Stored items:

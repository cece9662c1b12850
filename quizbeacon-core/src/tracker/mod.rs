//! Behavioral telemetry tracker
//!
//! The tracker owns all tracking state for one host "page": the session
//! identity, the write-once network context, the session clock and the
//! current URL path. Events are composed into [`EventEnvelope`]s and
//! delivered fire-and-forget by detached tasks.
//!
//! ## Bootstrap ordering
//!
//! [`Tracker::init`] resolves the network context first, then emits the
//! initial `pageView`, then the caller (or [`Tracker::init`] itself) starts
//! the heartbeat. Events emitted before resolution completes observe the
//! `"Unknown"` ip; that is the only ordering guarantee. Two deliveries race
//! independently and may arrive at the backend out of order.

mod client;
mod envelope;
mod page;

pub use client::TrackClient;
pub use envelope::EventEnvelope;
pub use page::logical_page;

use std::sync::{Arc, OnceLock, RwLock};
use std::time::Instant;

use serde_json::{json, Value};

use crate::config::TrackerConfig;
use crate::context::{resolve_device, NetworkResolver, UNKNOWN_IP};
use crate::error::Result;
use crate::lifecycle;
use crate::session::SessionStore;

/// All tracking state for one host page
pub struct Tracker {
    session_id: String,
    user_agent: String,
    client: TrackClient,
    /// Network origin, written once after bootstrap resolution
    ip: OnceLock<String>,
    /// Current URL path; updated on reload-free navigation
    path: RwLock<String>,
    /// Session clock: set at construction, never reset
    started: Instant,
}

impl Tracker {
    /// Construct a tracker without any network activity.
    ///
    /// Events emitted before [`Tracker::init`] (or a manual ip resolution)
    /// observe `ip = "Unknown"`. Most hosts want `init` instead.
    pub fn new(config: &TrackerConfig, session_id: String, path: &str) -> Result<Arc<Self>> {
        config.validate()?;

        Ok(Arc::new(Self {
            session_id,
            user_agent: config.user_agent.clone(),
            client: TrackClient::new(config)?,
            ip: OnceLock::new(),
            path: RwLock::new(path.to_string()),
            started: Instant::now(),
        }))
    }

    /// Bootstrap the tracker: resolve the network context, emit the initial
    /// `pageView`, and start the heartbeat.
    ///
    /// Resolution is awaited before the `pageView` is emitted, so under
    /// normal conditions the first event already carries a resolved ip.
    pub async fn init(
        config: &TrackerConfig,
        session: &mut SessionStore,
        path: &str,
    ) -> Result<Arc<Self>> {
        let tracker = Self::new(config, session.session_id(), path)?;

        let resolver = NetworkResolver::new(config)?;
        let ip = resolver.resolve().await;
        tracing::info!(ip = %ip, session_id = %tracker.session_id, "Tracker bootstrapped");
        let _ = tracker.ip.set(ip);

        tracker.track_page_view();

        lifecycle::spawn_heartbeat(
            Arc::clone(&tracker),
            std::time::Duration::from_secs(config.heartbeat_secs),
        );

        Ok(tracker)
    }

    /// The durable session identifier events are attributed to
    pub fn session_id(&self) -> &str {
        &self.session_id
    }

    /// The cached network origin, or "Unknown" before resolution
    pub fn ip(&self) -> &str {
        self.ip.get().map(String::as_str).unwrap_or(UNKNOWN_IP)
    }

    /// Record a reload-free navigation to a new path
    pub fn navigate(&self, path: &str) {
        let mut current = self.path.write().expect("path lock poisoned");
        *current = path.to_string();
    }

    fn path(&self) -> String {
        self.path.read().expect("path lock poisoned").clone()
    }

    /// The logical page for the current path
    pub fn current_page(&self) -> String {
        logical_page(&self.path())
    }

    /// Whole seconds elapsed since the session clock started.
    ///
    /// Cumulative and monotonically non-decreasing: the clock is never
    /// reset, so successive reads report totals, not deltas.
    pub fn time_spent_secs(&self) -> u64 {
        self.started.elapsed().as_secs_f64().round() as u64
    }

    /// Compose the envelope for an event without sending it.
    ///
    /// Device context is re-derived from the user-agent on every call;
    /// `url` and `timestamp` are injected into the event data.
    pub fn envelope(&self, event_name: &str, event_data: Value) -> EventEnvelope {
        EventEnvelope::new(
            self.session_id.clone(),
            resolve_device(&self.user_agent),
            self.ip().to_string(),
            event_name,
            event_data,
            &self.path(),
        )
    }

    /// Emit an event: compose the envelope and deliver it from a detached
    /// task. Best-effort, at-most-once; failures are logged and discarded.
    ///
    /// Must be called within a tokio runtime.
    pub fn track(&self, event_name: &str, event_data: Value) {
        let envelope = self.envelope(event_name, event_data);
        tracing::debug!(event = event_name, "Emitting event");

        let client = self.client.clone();
        tokio::spawn(async move {
            if let Err(e) = client.send(&envelope).await {
                tracing::warn!(event = %envelope.event_name, error = %e, "Event delivery failed");
            }
        });
    }

    /// Emit the `pageView` event for the current page
    pub fn track_page_view(&self) {
        self.track("pageView", json!({ "page": self.current_page() }));
    }

    /// Emit the periodic `timeSpent` event with the cumulative duration
    pub fn track_time_spent(&self) {
        self.track("timeSpent", json!({ "duration": self.time_spent_secs() }));
    }

    /// Emit a `quizAnswer` event with the full answer detail
    pub fn track_quiz_answer(
        &self,
        question_id: i64,
        selected_answer: &str,
        is_correct: bool,
        page: Option<&str>,
    ) {
        self.track(
            "quizAnswer",
            json!({
                "questionId": question_id,
                "selectedAnswer": selected_answer,
                "isCorrect": is_correct,
                "page": self.page_or_current(page),
            }),
        );
    }

    /// Emit a minimal `quizAnswer` progress event (no answer text or page)
    pub fn track_quiz_progress(&self, question_id: i64, is_correct: bool) {
        self.track(
            "quizAnswer",
            json!({ "questionId": question_id, "isCorrect": is_correct }),
        );
    }

    /// Emit a `quizSearch` event
    pub fn track_quiz_search(&self, search_term: &str, page: Option<&str>) {
        self.track(
            "quizSearch",
            json!({
                "searchTerm": search_term,
                "page": self.page_or_current(page),
            }),
        );
    }

    /// Emit a `questionView` event
    pub fn track_quiz_question_view(&self, question_id: i64, page: Option<&str>) {
        self.track(
            "questionView",
            json!({
                "questionId": question_id,
                "page": self.page_or_current(page),
            }),
        );
    }

    /// Emit a `quizPageNavigation` event
    pub fn track_quiz_page_navigation(&self, from_page: &str, to_page: &str) {
        self.track(
            "quizPageNavigation",
            json!({ "fromPage": from_page, "toPage": to_page }),
        );
    }

    /// Final best-effort flush: emit `pageUnload` and await its delivery
    /// instead of detaching it, so teardown does not race the send.
    pub async fn shutdown(&self) {
        let envelope = self.envelope("pageUnload", json!({ "page": self.current_page() }));
        if let Err(e) = self.client.send(&envelope).await {
            tracing::warn!(error = %e, "Final pageUnload delivery failed");
        }
    }

    fn page_or_current(&self, page: Option<&str>) -> String {
        match page {
            Some(p) => p.to_string(),
            None => self.current_page(),
        }
    }
}

#[cfg(test)]
mod tests {
    use super::*;

    fn test_tracker(path: &str) -> Arc<Tracker> {
        let config = TrackerConfig {
            ingest_url: "http://127.0.0.1:9/api/track".to_string(),
            user_agent: "Mozilla/5.0 (X11; Linux x86_64) Firefox/121.0".to_string(),
            ..Default::default()
        };
        Tracker::new(&config, "session-test".to_string(), path).unwrap()
    }

    #[test]
    fn test_ip_unknown_before_resolution() {
        let tracker = test_tracker("/");
        assert_eq!(tracker.ip(), UNKNOWN_IP);

        let envelope = tracker.envelope("pageView", json!({}));
        assert_eq!(envelope.ip, "Unknown");
    }

    #[test]
    fn test_navigate_updates_current_page() {
        let tracker = test_tracker("/");
        assert_eq!(tracker.current_page(), "home");

        tracker.navigate("/quiz/page/9");
        assert_eq!(tracker.current_page(), "9");

        let envelope = tracker.envelope("pageHidden", json!({}));
        assert_eq!(envelope.event_data["url"], "/quiz/page/9");
    }

    #[test]
    fn test_envelope_carries_recomputed_device() {
        let tracker = test_tracker("/");
        let envelope = tracker.envelope("pageView", json!({}));
        assert_eq!(envelope.device_info.model, "Desktop");
        assert_eq!(envelope.session_id, "session-test");
    }

    #[test]
    fn test_quiz_answer_envelope_fields() {
        let tracker = test_tracker("/quiz/page/3");
        let envelope = tracker.envelope(
            "quizAnswer",
            json!({ "questionId": 7, "isCorrect": true }),
        );

        let data = envelope.event_data.as_object().unwrap();
        assert_eq!(data["questionId"], 7);
        assert_eq!(data["isCorrect"], true);
        assert_eq!(data["url"], "/quiz/page/3");
        assert!(data["timestamp"].is_i64());
        assert_eq!(data.len(), 4);
    }

    #[test]
    fn test_time_spent_is_cumulative() {
        let tracker = test_tracker("/");
        let first = tracker.time_spent_secs();
        std::thread::sleep(std::time::Duration::from_millis(1100));
        let second = tracker.time_spent_secs();

        assert!(second >= first + 1, "clock must accumulate, got {} then {}", first, second);

        std::thread::sleep(std::time::Duration::from_millis(1100));
        let third = tracker.time_spent_secs();
        assert!(third >= second + 1);
    }

    #[tokio::test]
    async fn test_track_does_not_block_or_panic_on_dead_endpoint() {
        let tracker = test_tracker("/");
        tracker.track("pageView", json!({}));
        tracker.track_quiz_search("rust", None);
        // Detached deliveries fail against the dead endpoint; the caller
        // never observes it
        tokio::time::sleep(std::time::Duration::from_millis(50)).await;
    }
}
//! Manual-versus-task arbitration.
//!
//! Once per cycle, after the drive subsystem has checked task completion, the
//! arbiter decides whether the freshly computed manual command replaces the
//! subsystem's state or the running task just gets fed another cycle.
//!
//! | task state                           | freeze off           | freeze on            |
//! |--------------------------------------|----------------------|----------------------|
//! | `ManualDrive` / `TaskFinished` / `Stop` | issue manual command | hold (issue nothing) |
//! | `Active(_)`                          | continue task        | continue task        |

use super::drive::{DriveCommand, DriveSubsystem, TaskState};

/// What the arbiter did with the drive subsystem this cycle.
#[derive(Debug, Clone, Copy, PartialEq)]
pub enum ArbiterAction {
    /// The manual command was issued.
    Issue(DriveCommand),
    /// The active task was fed without a new direction.
    ContinueTask,
    /// Freeze engaged; nothing was sent.
    Hold,
    /// No task to feed and no manual command to issue; nothing was sent.
    Idle,
}

#[derive(Debug, Clone, Copy, PartialEq, Eq)]
enum Mode {
    Manual,
    Task,
    Frozen,
    Idle,
}

impl From<&ArbiterAction> for Mode {
    fn from(action: &ArbiterAction) -> Self {
        match action {
            ArbiterAction::Issue(_) => Mode::Manual,
            ArbiterAction::ContinueTask => Mode::Task,
            ArbiterAction::Hold => Mode::Frozen,
            ArbiterAction::Idle => Mode::Idle,
        }
    }
}

/// Decides between manual commands and an in-progress drive task.
#[derive(Debug, Clone, Default)]
pub struct TaskArbiter {
    last_mode: Option<Mode>,
}

impl TaskArbiter {
    pub fn new() -> Self {
        Self::default()
    }

    /// Pure decision for a given task state.
    pub fn decide<T>(
        state: &TaskState<T>,
        command: DriveCommand,
        frozen: bool,
    ) -> ArbiterAction {
        if state.is_active() {
            ArbiterAction::ContinueTask
        } else if frozen {
            ArbiterAction::Hold
        } else {
            ArbiterAction::Issue(command)
        }
    }

    /// Run the completion check, decide, and apply the decision to `drive`.
    pub fn arbitrate<D: DriveSubsystem>(
        &mut self,
        drive: &mut D,
        command: DriveCommand,
        frozen: bool,
    ) -> ArbiterAction {
        drive.check_task_completion();
        let action = Self::decide(&drive.current_task_state(), command, frozen);

        match action {
            ArbiterAction::Issue(cmd) => {
                drive.set_max_voltage(cmd.voltage);
                drive.issue_direction(cmd.direction);
            }
            ArbiterAction::ContinueTask => drive.continue_active_task(),
            ArbiterAction::Hold | ArbiterAction::Idle => {}
        }

        self.note_transition(&action);
        action
    }

    fn note_transition(
        &mut self,
        action: &ArbiterAction,
    ) {
        let mode = Mode::from(action);
        if self.last_mode != Some(mode) {
            match mode {
                Mode::Manual => tracing::info!("manual drive in control"),
                Mode::Task => tracing::info!("drive task active, feeding keep-alive"),
                Mode::Frozen => tracing::info!("freeze engaged, holding current output"),
                Mode::Idle => tracing::info!("no drive task left to feed"),
            }
            self.last_mode = Some(mode);
        }
    }
}

#[cfg(test)]
mod tests {
    use super::*;
    use crate::utils::controllers::DriveDirection;

    const CMD: DriveCommand = DriveCommand {
        direction: DriveDirection::Left,
        voltage: 5.0,
    };

    #[test]
    fn idle_states_accept_manual_commands() {
        for state in [
            TaskState::<()>::ManualDrive,
            TaskState::TaskFinished,
            TaskState::Stop,
        ] {
            assert_eq!(
                TaskArbiter::decide(&state, CMD, false),
                ArbiterAction::Issue(CMD)
            );
        }
    }

    #[test]
    fn active_task_is_fed_even_when_frozen() {
        let state = TaskState::Active(7u8);
        assert_eq!(
            TaskArbiter::decide(&state, CMD, false),
            ArbiterAction::ContinueTask
        );
        assert_eq!(
            TaskArbiter::decide(&state, CMD, true),
            ArbiterAction::ContinueTask
        );
    }

    #[test]
    fn freeze_holds_in_every_idle_state() {
        for state in [
            TaskState::<()>::ManualDrive,
            TaskState::TaskFinished,
            TaskState::Stop,
        ] {
            assert_eq!(TaskArbiter::decide(&state, CMD, true), ArbiterAction::Hold);
        }
    }
}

AIM OF THE EXERCISE
Look through the entries for lines containing the word "clock" and return each one.

SOLUTION FOR THIS EXERCISE
//! identity, the write-once network context, the session clock and the
    /// Session clock: set at construction, never reset
    /// Whole seconds elapsed since the session clock started.
    /// Cumulative and monotonically non-decreasing: the clock is never
        assert!(second >= first + 1, "clock must accumulate, got {} then {}", first, second);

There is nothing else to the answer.